Innate Lymphoid Cells: New Players in IL-17-Mediated Antifungal Immunity
article has not abstract
Published in the journal:
Innate Lymphoid Cells: New Players in IL-17-Mediated Antifungal Immunity. PLoS Pathog 9(12): e32767. doi:10.1371/journal.ppat.1003763
Category:
Pearls
doi:
https://doi.org/10.1371/journal.ppat.1003763
Summary
article has not abstract
How Does IL-17 Mediate Antifungal Immunity?

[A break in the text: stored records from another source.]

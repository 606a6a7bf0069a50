//! SHA-256 (FIPS 180-4)

/// Round constants: first 32 bits of the fractional parts of the cube roots
/// of the first 64 primes
const K: [u32; 64] = [
    0x428a2f98, 0x71374491, 0xb5c0fbcf, 0xe9b5dba5, 0x3956c25b, 0x59f111f1, 0x923f82a4, 0xab1c5ed5,
    0xd807aa98, 0x12835b01, 0x243185be, 0x550c7dc3, 0x72be5d74, 0x80deb1fe, 0x9bdc06a7, 0xc19bf174,
    0xe49b69c1, 0xefbe4786, 0x0fc19dc6, 0x240ca1cc, 0x2de92c6f, 0x4a7484aa, 0x5cb0a9dc, 0x76f988da,
    0x983e5152, 0xa831c66d, 0xb00327c8, 0xbf597fc7, 0xc6e00bf3, 0xd5a79147, 0x06ca6351, 0x14292967,
    0x27b70a85, 0x2e1b2138, 0x4d2c6dfc, 0x53380d13, 0x650a7354, 0x766a0abb, 0x81c2c92e, 0x92722c85,
    0xa2bfe8a1, 0xa81a664b, 0xc24b8b70, 0xc76c51a3, 0xd192e819, 0xd6990624, 0xf40e3585, 0x106aa070,
    0x19a4c116, 0x1e376c08, 0x2748774c, 0x34b0bcb5, 0x391c0cb3, 0x4ed8aa4a, 0x5b9cca4f, 0x682e6ff3,
    0x748f82ee, 0x78a5636f, 0x84c87814, 0x8cc70208, 0x90befffa, 0xa4506ceb, 0xbef9a3f7, 0xc67178f2,
];

/// Initial hash value: first 32 bits of the fractional parts of the square
/// roots of the first 8 primes
const H0: [u32; 8] = [
    0x6a09e667, 0xbb67ae85, 0x3c6ef372, 0xa54ff53a, 0x510e527f, 0x9b05688c, 0x1f83d9ab, 0x5be0cd19,
];

const BLOCK_SIZE: usize = 64;

/// Incremental SHA-256 hasher
#[derive(Clone)]
pub struct Sha256 {
    state: [u32; 8],
    buffer: [u8; BLOCK_SIZE],
    buffered: usize,
    /// Total message length in bytes
    length: u64,
}

impl Sha256 {
    pub fn new() -> Self {
        Self {
            state: H0,
            buffer: [0; BLOCK_SIZE],
            buffered: 0,
            length: 0,
        }
    }

    pub fn update(&mut self, data: &[u8]) {
        self.length = self.length.wrapping_add(data.len() as u64);
        let mut input = data;

        if self.buffered > 0 {
            let take = (BLOCK_SIZE - self.buffered).min(input.len());
            self.buffer[self.buffered..self.buffered + take].copy_from_slice(&input[..take]);
            self.buffered += take;
            input = &input[take..];
            if self.buffered < BLOCK_SIZE {
                return;
            }
            let block = self.buffer;
            compress(&mut self.state, &block);
            self.buffered = 0;
        }

        let mut blocks = input.chunks_exact(BLOCK_SIZE);
        for block in &mut blocks {
            let mut full = [0u8; BLOCK_SIZE];
            full.copy_from_slice(block);
            compress(&mut self.state, &full);
        }

        let rest = blocks.remainder();
        self.buffer[..rest.len()].copy_from_slice(rest);
        self.buffered = rest.len();
    }

    pub fn finalize(mut self) -> [u8; 32] {
        let bit_length = self.length.wrapping_mul(8);

        // 0x80, zeros up to 56 mod 64, then the 64-bit big-endian bit length
        let mut padding = [0u8; BLOCK_SIZE + 8];
        padding[0] = 0x80;
        let pad_len = if self.buffered < 56 {
            56 - self.buffered
        } else {
            120 - self.buffered
        };
        padding[pad_len..pad_len + 8].copy_from_slice(&bit_length.to_be_bytes());
        self.update(&padding[..pad_len + 8]);

        let mut out = [0u8; 32];
        for (chunk, word) in out.chunks_exact_mut(4).zip(self.state.iter()) {
            chunk.copy_from_slice(&word.to_be_bytes());
        }
        out
    }
}

impl Default for Sha256 {
    fn default() -> Self {
        Self::new()
    }
}

fn compress(state: &mut [u32; 8], block: &[u8; BLOCK_SIZE]) {
    let mut w = [0u32; 64];
    for (i, chunk) in block.chunks_exact(4).enumerate() {
        w[i] = u32::from_be_bytes([chunk[0], chunk[1], chunk[2], chunk[3]]);
    }
    for i in 16..64 {
        let s0 = w[i - 15].rotate_right(7) ^ w[i - 15].rotate_right(18) ^ (w[i - 15] >> 3);
        let s1 = w[i - 2].rotate_right(17) ^ w[i - 2].rotate_right(19) ^ (w[i - 2] >> 10);
        w[i] = w[i - 16]
            .wrapping_add(s0)
            .wrapping_add(w[i - 7])
            .wrapping_add(s1);
    }

    let [mut a, mut b, mut c, mut d, mut e, mut f, mut g, mut h] = *state;

    for i in 0..64 {
        let s1 = e.rotate_right(6) ^ e.rotate_right(11) ^ e.rotate_right(25);
        let ch = (e & f) ^ (!e & g);
        let temp1 = h
            .wrapping_add(s1)
            .wrapping_add(ch)
            .wrapping_add(K[i])
            .wrapping_add(w[i]);
        let s0 = a.rotate_right(2) ^ a.rotate_right(13) ^ a.rotate_right(22);
        let maj = (a & b) ^ (a & c) ^ (b & c);
        let temp2 = s0.wrapping_add(maj);

        h = g;
        g = f;
        f = e;
        e = d.wrapping_add(temp1);
        d = c;
        c = b;
        b = a;
        a = temp1.wrapping_add(temp2);
    }

    for (word, value) in state.iter_mut().zip([a, b, c, d, e, f, g, h]) {
        *word = word.wrapping_add(value);
    }
}

/// One-shot SHA-256
pub fn sha256(data: &[u8]) -> [u8; 32] {
    let mut hasher = Sha256::new();
    hasher.update(data);
    hasher.finalize()
}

The IL-17 cytokine family has emerged as a central component of the host immune system since its discovery two decades ago. IL-17A and IL-17F, the two signature cytokines collectively referred to as IL-17 in the following, have attracted much attention owing to their pathological potential and their ability to promote autoimmune diseases such as psoriasis and rheumatoid arthritis. It has become clear however that IL-17 also plays a key role in host protection from infection with extracellular bacteria and fungi. IL-17A and IL-17F homo- and heterodimers bind to a heterodimeric complex composed of IL-17RA and RC receptor subunits and trigger a signaling cascade that results in the activation of NF-κB and MAPK [1]. This results in the production of antimicrobial compounds and inflammatory mediators including G-CSF and CXC chemokines, which are believed to be the primary basis for recruitment and activation of neutrophils [1]. Recently, inborn errors in components of the IL-17 pathway have been associated with an increased susceptibility to fungal infections, first and foremost chronic mucocutaneous candidiasis (CMC). These include defects in the genes encoding IL-17F or IL-17RA [2]. Genome-wide association studies with patients suffering from CMC have identified additional polymorphisms that cause defects in the IL-17 response [2], clearly indicating that the IL-17 pathway plays a non-redundant role in antifungal immunity. This notion is supported by studies using animal models: mice deficient in IL-17 signaling or unable to mount robust IL-17 production are strongly impaired to control skin and mucosal infections with Candida albicans [3], [4]. In mice, IL-17 has also been shown to protect from other fungal infections including those caused by Pneumocystis carinii [5], Histoplasmacapsulatum [6], and Aspergillus fumingatus [7]. In line with its protective role at mucocutaneous surfaces, IL-17 acts mainly on epithelial cells of the skin and mucosal tissues. The cellular source of IL-17 however varies and depends on the inflammatory context and the site of infection.
Which Cellular Sources Provide IL-17 during Fungal Infection?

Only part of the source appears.